Isaiah Berlin’s ‘Message to the 21st Century’

isaiah berlinThere are men who will kill and maim with a tranquil conscience under the influence of the words and writings of some of those who are certain that they know perfection can be reached, argued Isaiah Berlin.

Let me explain, he wrote for the New York Review of Books:

If you are truly convinced that there is some solution to all human problems, that one can conceive an ideal society which men can reach if only they do what is necessary to attain it, then you and your followers must believe that no price can be too high to pay in order to open the gates of such a paradise. Only the stupid and malevolent will resist once certain simple truths are put to them. Those who resist must be persuaded; if they cannot be persuaded, laws must be passed to restrain them; if that does not work, then coercion, if need be violence, will inevitably have to be used—if necessary, terror, slaughter.

So what is to be done to restrain the champions, sometimes very fanatical, of one or other of these values, each of whom tends to trample upon the rest, as the great tyrants of the twentieth century have trampled on the life, liberty, and human rights of millions because their eyes were fixed upon some ultimate golden future? he asked in A Message to the 21st Century:

My point is that some values clash: the ends pursued by human beings are all generated by our common nature, but their pursuit has to be to some degree controlled—liberty and the pursuit of happiness, I repeat, may not be fully compatible with each other, nor are liberty, equality, and fraternity.

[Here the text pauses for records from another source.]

use crate::catalog::client::{CatalogClient, MediaSort};
use crate::config::config::AniListCfg;
use crate::core::types::{Candidate, MediaStatus, MediaType, RelatedWork, Titles};
use anyhow::{Context, Result};
use async_trait::async_trait;
use reqwest::Client;
use serde::Deserialize;
use serde_json::json;
use tracing::{error, info, warn};

/// AniList caps `perPage` at 50.
const MAX_PER_PAGE: u32 = 50;

const MEDIA_QUERY: &str = r#"
query ($page: Int, $perPage: Int, $sort: [MediaSort]) {
  Page (page: $page, perPage: $perPage) {
    pageInfo { hasNextPage }
    media (type: MANGA, sort: $sort, countryOfOrigin: "JP", isAdult: false) {
      id
      title { romaji english native }
      status
      popularity
      trending
      relations {
        edges {
          relationType
          node { type status }
        }
      }
    }
  }
}
"#;

#[derive(Debug, Deserialize)]
struct GraphQlResponse {
    data: Option<PageData>,
    #[serde(default)]
    errors: Option<serde_json::Value>,
}

#[derive(Debug, Deserialize)]
struct PageData {
    #[serde(rename = "Page")]
    page: Option<Page>,
}

#[derive(Debug, Deserialize)]
struct Page {
    #[serde(rename = "pageInfo")]
    page_info: Option<PageInfo>,
    #[serde(default)]
    media: Vec<Media>,
}

#[derive(Debug, Deserialize)]
struct PageInfo {
    #[serde(rename = "hasNextPage", default)]
    has_next_page: bool,
}

#[derive(Debug, Deserialize)]
struct Media {
    id: u64,
    #[serde(default)]
    title: Titles,
    status: Option<MediaStatus>,
    popularity: Option<u64>,
    trending: Option<u64>,
    relations: Option<Relations>,
}

#[derive(Debug, Deserialize)]
struct Relations {
    #[serde(default)]
    edges: Vec<RelationEdge>,
}

#[derive(Debug, Deserialize)]
struct RelationEdge {
    #[serde(rename = "relationType")]
    relation_type: Option<String>,
    node: Option<RelationNode>,
}

#[derive(Debug, Deserialize)]
struct RelationNode {
    #[serde(rename = "type")]
    media_type: Option<MediaType>,
    status: Option<MediaStatus>,
}

impl From<Media> for Candidate {
    fn from(m: Media) -> Self {
        let relations = m
            .relations
            .map(|r| r.edges)
            .unwrap_or_default()
            .into_iter()
            .filter_map(|edge| {
                let node = edge.node?;
                Some(RelatedWork {
                    relation_type: edge.relation_type.unwrap_or_default(),
                    media_type: node.media_type.unwrap_or_default(),
                    status: node.status,
                })
            })
            .collect();

        Candidate {
            id: m.id,
            titles: m.title,
            popularity: m.popularity.unwrap_or(0),
            trending: m.trending.unwrap_or(0),
            publication: m.status.unwrap_or_default(),
            relations,
        }
    }
}

pub struct AniListClient {
    client: Client,
    cfg: AniListCfg,
}

impl AniListClient {
    pub fn new(cfg: AniListCfg, client: Client) -> Self {
        Self { client, cfg }
    }

    async fn fetch_page(&self, sort: MediaSort, page: u32, per_page: u32) -> Result<Page> {
        let body = json!({
            "query": MEDIA_QUERY,
            "variables": { "page": page, "perPage": per_page, "sort": sort.as_str() }
        });

        let resp = self
            .client
            .post(&self.cfg.api_url)
            .json(&body)
            .send()
            .await
            .context("requesting anilist page")?;

        let remaining = resp
            .headers()
            .get("X-RateLimit-Remaining")
            .and_then(|v| v.to_str().ok())
            .and_then(|v| v.parse::<u32>().ok());
        if let Some(remaining) = remaining {
            if remaining < self.cfg.low_quota_threshold {
                warn!(
                    "AniList rate limit low ({}). Sleeping {:?}...",
                    remaining, self.cfg.low_quota_pause
                );
                tokio::time::sleep(self.cfg.low_quota_pause).await;
            }
        }

        if !resp.status().is_success() {
            let status = resp.status();
            let text = resp.text().await.unwrap_or_default();
            anyhow::bail!("AniList API error: status={}, body={}", status, text);
        }

        let parsed: GraphQlResponse = resp.json().await.context("parsing anilist response")?;
        if let Some(errors) = parsed.errors {
            error!("GraphQL errors: {}", errors);
            anyhow::bail!("AniList returned GraphQL errors");
        }

        parsed
            .data
            .and_then(|d| d.page)
            .context("AniList response missing Page")
    }
}

#[async_trait]
impl CatalogClient for AniListClient {
    async fn fetch_list(&self, sort: MediaSort, limit: u32) -> Result<Vec<Candidate>> {
        info!("Fetching {} items sorted by {}...", limit, sort.as_str());

        let mut rows: Vec<Candidate> = Vec::new();
        let mut page = 1;
        while (rows.len() as u32) < limit {
            let per_page = (limit - rows.len() as u32).min(MAX_PER_PAGE);
            let fetched = match self.fetch_page(sort, page, per_page).await {
                Ok(fetched) => fetched,
                Err(e) if rows.is_empty() => return Err(e),
                Err(e) => {
                    warn!(
                        "Page {} of {} list failed, keeping {} items: {:#}",
                        page,
                        sort.as_str(),
                        rows.len(),
                        e
                    );
                    break;
                }
            };

            let has_next = fetched.page_info.is_some_and(|p| p.has_next_page);
            let count = fetched.media.len();
            rows.extend(fetched.media.into_iter().map(Candidate::from));

            if !has_next || count == 0 {
                break;
            }
            page += 1;
        }
        rows.truncate(limit as usize);
        Ok(rows)
    }
}

#[cfg(test)]
mod tests {
    use super::*;
    use crate::core::types::AdaptationStatus;
    use std::time::Duration;
    use wiremock::matchers::{body_string_contains, method};
    use wiremock::{Mock, MockServer, ResponseTemplate};

    fn cfg(server: &MockServer) -> AniListCfg {
        AniListCfg {
            api_url: server.uri(),
            target_count: 4,
            low_quota_threshold: 10,
            low_quota_pause: Duration::from_millis(1),
        }
    }

    fn media(id: u64, english: Option<&str>, anime_status: &str) -> serde_json::Value {
        json!({
            "id": id,
            "title": { "romaji": format!("Romaji {id}"), "english": english, "native": "ネイティブ" },
            "status": "RELEASING",
            "popularity": 12000 + id,
            "trending": 40,
            "relations": { "edges": [
                { "relationType": "ADAPTATION", "node": { "type": "ANIME", "status": anime_status } },
                { "relationType": "SIDE_STORY", "node": { "type": "MANGA", "status": "FINISHED" } }
            ]}
        })
    }

    fn page(items: Vec<serde_json::Value>, has_next: bool) -> serde_json::Value {
        json!({ "data": { "Page": { "pageInfo": { "hasNextPage": has_next }, "media": items } } })
    }

    #[tokio::test]
    async fn test_get_candidates_merges_and_dedups() {
        let server = MockServer::start().await;

        Mock::given(method("POST"))
            .and(body_string_contains("TRENDING_DESC"))
            .respond_with(
                ResponseTemplate::new(200)
                    .insert_header("X-RateLimit-Remaining", "5")
                    .set_body_json(page(
                        vec![
                            media(1, Some("First"), "NOT_YET_RELEASED"),
                            media(2, None, "RELEASING"),
                        ],
                        false,
                    )),
            )
            .mount(&server)
            .await;
        Mock::given(method("POST"))
            .and(body_string_contains("POPULARITY_DESC"))
            .respond_with(ResponseTemplate::new(200).set_body_json(page(
                vec![media(2, None, "RELEASING"), media(3, Some("Third"), "FINISHED")],
                false,
            )))
            .mount(&server)
            .await;

        let client = AniListClient::new(cfg(&server), Client::new());
        let candidates = client.get_candidates(4).await;

        let ids: Vec<u64> = candidates.iter().map(|c| c.id).collect();
        assert_eq!(ids, vec![1, 2, 3]);

        let first = &candidates[0];
        assert_eq!(first.titles.search_term(), "First");
        assert_eq!(first.popularity, 12001);
        assert_eq!(first.publication, MediaStatus::Releasing);
        assert_eq!(first.adaptation_status(), AdaptationStatus::Announced);
        assert_eq!(candidates[1].titles.search_term(), "Romaji 2");
        assert_eq!(candidates[1].adaptation_status(), AdaptationStatus::Airing);
        assert_eq!(candidates[2].adaptation_status(), AdaptationStatus::Finished);
    }

    #[tokio::test]
    async fn test_graphql_errors_fail_the_list() {
        let server = MockServer::start().await;
        Mock::given(method("POST"))
            .respond_with(ResponseTemplate::new(200).set_body_json(json!({
                "data": null,
                "errors": [{ "message": "Invalid token", "status": 400 }]
            })))
            .mount(&server)
            .await;

        let client = AniListClient::new(cfg(&server), Client::new());
        assert!(client.fetch_list(MediaSort::TrendingDesc, 10).await.is_err());
        assert!(client.get_candidates(10).await.is_empty());
    }

    #[tokio::test]
    async fn test_http_error_is_reported() {
        let server = MockServer::start().await;
        Mock::given(method("POST"))
            .respond_with(ResponseTemplate::new(500))
            .mount(&server)
            .await;

        let client = AniListClient::new(cfg(&server), Client::new());
        let err = client
            .fetch_list(MediaSort::PopularityDesc, 5)
            .await
            .unwrap_err();
        assert!(err.to_string().contains("AniList API error"));
    }

    #[tokio::test]
    async fn test_later_page_failure_keeps_earlier_rows() {
        let server = MockServer::start().await;
        Mock::given(method("POST"))
            .and(body_string_contains("\"page\":1"))
            .respond_with(ResponseTemplate::new(200).set_body_json(page(
                vec![media(1, Some("First"), "RELEASING"), media(2, None, "FINISHED")],
                true,
            )))
            .expect(1)
            .mount(&server)
            .await;
        Mock::given(method("POST"))
            .and(body_string_contains("\"page\":2"))
            .respond_with(ResponseTemplate::new(502))
            .expect(1)
            .mount(&server)
            .await;

        let client = AniListClient::new(cfg(&server), Client::new());
        let rows = client.fetch_list(MediaSort::TrendingDesc, 4).await.unwrap();
        let ids: Vec<u64> = rows.iter().map(|c| c.id).collect();
        assert_eq!(ids, vec![1, 2]);
    }
}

So we must weigh and measure, bargain, compromise, and prevent the crushing of one form of life by its rivals….. The denial of this, the search for a single, overarching ideal because it is the one and only true one for humanity, invariably leads to coercion. …..

I am glad to note that toward the end of my long life some realization of this is beginning to dawn. Rationality, tolerance, rare enough in human history, are not despised. Liberal democracy, despite everything, despite the greatest modern scourge of fanatical, fundamentalist nationalism, is spreading. Great tyrannies are in ruins, or will be—even in China the day is not too distant.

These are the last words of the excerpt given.